### EXERCISE DETAILS
Copy out each line of the listing below in which the string "Quantity" occurs.

++++ PROVIDED ENTRIES

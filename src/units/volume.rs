use serde::{Deserialize, Serialize};

/// 체적 단위. 내부 기준은 L이다.
#[derive(Debug, Clone, Copy, PartialEq, Eq, Serialize, Deserialize)]
pub enum VolumeUnit {
    Milliliter,
    Microliter,
    Nanoliter,
    Liter,
}

impl VolumeUnit {
    pub const ALL: [VolumeUnit; 4] = [
        VolumeUnit::Milliliter,
        VolumeUnit::Microliter,
        VolumeUnit::Nanoliter,
        VolumeUnit::Liter,
    ];

    pub fn label(self) -> &'static str {
        match self {
            VolumeUnit::Milliliter => "mL",
            VolumeUnit::Microliter => "uL",
            VolumeUnit::Nanoliter => "nL",
            VolumeUnit::Liter => "L",
        }
    }

    pub fn scale(self) -> f64 {
        match self {
            VolumeUnit::Milliliter => 1e-3,
            VolumeUnit::Microliter => 1e-6,
            VolumeUnit::Nanoliter => 1e-9,
            VolumeUnit::Liter => 1.0,
        }
    }
}

/// 체적을 변환한다.
pub fn convert_volume(value: f64, from: VolumeUnit, to: VolumeUnit) -> f64 {
    value * from.scale() / to.scale()
}
//! 폼 + Calculate/Clear 처리기 통합 테스트.
use molarity_calculator::calculator;
use molarity_calculator::form::{Form, FormState};
use molarity_calculator::quantity::{Classification, Quantity};

use Quantity::*;

fn form_with(entries: &[(Quantity, &str, &str)]) -> FormState {
    let mut form = FormState::default();
    for &(q, text, unit) in entries {
        form.select_unit(q, unit).unwrap();
        form.set_text(q, text);
    }
    form
}

#[test]
fn moles_target_writes_value_and_clears_solution_rows() {
    let mut form = form_with(&[
        (Mass, "10", "grams"),
        (MolarMass, "2", "/g/mol"),
        (Volume, "100", "mL"),
        (Molarity, "7", "mM"),
    ]);
    calculator::calculate(&mut form, Some(Moles)).unwrap();
    assert_eq!(form.row(Moles).text, "5.000000");
    assert_eq!(form.row(Volume).text, "");
    assert_eq!(form.row(Molarity).text, "");
    assert_eq!(form.row(Mass).classification, Classification::Used);
    assert_eq!(form.row(MolarMass).classification, Classification::Used);
    assert_eq!(form.row(Moles).classification, Classification::Result);
    assert!(form
        .rows()
        .iter()
        .all(|r| r.classification != Classification::Missing));
}

#[test]
fn result_is_written_in_selected_display_unit() {
    let mut form = form_with(&[
        (Mass, "10", "grams"),
        (MolarMass, "2", "/g/mol"),
        (Volume, "1", "L"),
        (Molarity, "", "mM"),
        (Moles, "", "mmol"),
    ]);
    calculator::calculate(&mut form, Some(Molarity)).unwrap();
    // 5 M = 5000 mM, 부수 갱신 몰수 5 mol = 5000 mmol
    assert_eq!(form.row(Molarity).text, "5000.000000");
    assert_eq!(form.row(Moles).text, "5000.000000");
}

#[test]
fn recalculating_a_filled_row_reproduces_the_result() {
    let mut form = form_with(&[
        (Mass, "123", "grams"),
        (MolarMass, "2", "/g/mol"),
        (Moles, "3", "mol"),
    ]);
    calculator::calculate(&mut form, Some(Mass)).unwrap();
    assert_eq!(form.row(Mass).text, "6.000000");
    calculator::calculate(&mut form, Some(Mass)).unwrap();
    assert_eq!(form.row(Mass).text, "6.000000");
    assert_eq!(form.row(Mass).classification, Classification::Result);
}

#[test]
fn insufficient_inputs_blank_the_target() {
    let mut form = form_with(&[(Volume, "5", "L"), (Molarity, "9", "M")]);
    let res = calculator::calculate(&mut form, Some(Molarity)).unwrap();
    assert!(!res.is_solved());
    assert_eq!(form.row(Molarity).text, "");
    assert_eq!(form.row(Volume).classification, Classification::Used);
    assert_eq!(form.row(Mass).classification, Classification::Missing);
    assert_eq!(form.row(Moles).classification, Classification::Missing);
    assert_eq!(form.row(Molarity).classification, Classification::Result);
}

#[test]
fn unparseable_text_counts_as_absent() {
    let mut form = form_with(&[(Volume, "two", "L"), (Molarity, "3", "M")]);
    let res = calculator::calculate(&mut form, Some(Moles)).unwrap();
    assert!(!res.is_solved());
}

#[test]
fn reset_request_only_neutralises_highlights() {
    let mut form = form_with(&[(Volume, "2", "L"), (Molarity, "3", "M")]);
    calculator::calculate(&mut form, Some(Moles)).unwrap();
    calculator::calculate(&mut form, None).unwrap();
    assert_eq!(form.row(Moles).text, "6.000000");
    assert!(form
        .rows()
        .iter()
        .all(|r| r.classification == Classification::Neutral));
}

#[test]
fn clear_empties_every_row() {
    let mut form = form_with(&[(Volume, "2", "L"), (Molarity, "3", "M")]);
    calculator::calculate(&mut form, Some(Moles)).unwrap();
    calculator::clear(&mut form);
    for row in form.rows() {
        assert!(row.text.is_empty());
        assert_eq!(row.classification, Classification::Neutral);
    }
    // 단위 선택은 유지된다.
    assert_eq!(form.row(Volume).unit, "L");
}

#[test]
fn unknown_unit_aborts_before_touching_the_form() {
    let mut form = form_with(&[(Volume, "2", "L"), (Molarity, "3", "M")]);
    form.row_mut(Mass).unit = "stone".to_string();
    assert!(calculator::calculate(&mut form, Some(Moles)).is_err());
    assert_eq!(form.row(Moles).text, "");
    assert_eq!(form.row(Volume).classification, Classification::Neutral);
}

#[test]
fn canonical_value_reads_through_row_unit() {
    let form = form_with(&[(Volume, "250", "mL")]);
    assert!((form.canonical_value(Volume).unwrap() - 0.25).abs() < 1e-12);
}
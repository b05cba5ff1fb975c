// 该文件是 Lubiao （路标） 项目的一部分。
// src/input.rs - 上传文件与图像/视频输入
//
// 本文件根据 Apache 许可证第 2.0 版（以下简称“许可证”）授权使用；
// 除非遵守该许可证条款，否则您不得使用本文件。
// 您可通过以下网址获取许可证副本：
// http://www.apache.org/licenses/LICENSE-2.0
// 除非适用法律要求或书面同意，根据本许可协议分发的软件均按“原样”提供，
// 不附带任何形式的明示或暗示的保证或条件。
// 有关许可权限与限制的具体条款，请参阅本许可协议。
//
// Copyright (C) 2026 Johann Li <me@qinka.pro>, Wareless Group

use thiserror::Error;

mod ffmpeg_video;
mod read_image_file;
mod upload;

#[cfg(feature = "gstreamer_video")]
mod gstreamer_input;

pub use self::ffmpeg_video::{FfmpegVideoInput, VideoProbe, probe_video};
pub use self::read_image_file::ImageFileInput;
pub use self::upload::{IMAGE_EXTENSIONS, MediaKind, UploadedArtifact, VIDEO_EXTENSIONS};

#[cfg(feature = "gstreamer_video")]
pub use self::gstreamer_input::GStreamerVideoInput;

#[derive(Error, Debug)]
pub enum InputError {
  #[error("不支持的文件格式: {0}")]
  UnsupportedFormat(String),
  #[error("I/O 错误: {0}")]
  IoError(#[from] std::io::Error),
  #[error("图像读取错误: {0}")]
  ImageLoadError(#[from] image::ImageError),
}

#[derive(Error, Debug)]
pub enum VideoInputError {
  #[error("I/O 错误: {0}")]
  IoError(#[from] std::io::Error),
  #[error("ffprobe 失败: {0}")]
  ProbeFailed(String),
  #[error("ffprobe 输出解析错误: {0}")]
  ProbeParseError(#[from] serde_json::Error),
  #[error("文件中没有视频流")]
  NoVideoStream,
  #[cfg(feature = "gstreamer_video")]
  #[error("GStreamer 错误: {0}")]
  GStreamerError(#[from] gstreamer::glib::Error),
  #[cfg(feature = "gstreamer_video")]
  #[error("状态改变错误: {0}")]
  StateChangeError(#[from] gstreamer::StateChangeError),
  #[error("管道错误: {0}")]
  PipelineError(String),
}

++++++++

### SOLUTION TO THIS PROBLEM
use molarity_calculator::quantity::{Classification, Quantity};
use Quantity::*;
fn form_with(entries: &[(Quantity, &str, &str)]) -> FormState {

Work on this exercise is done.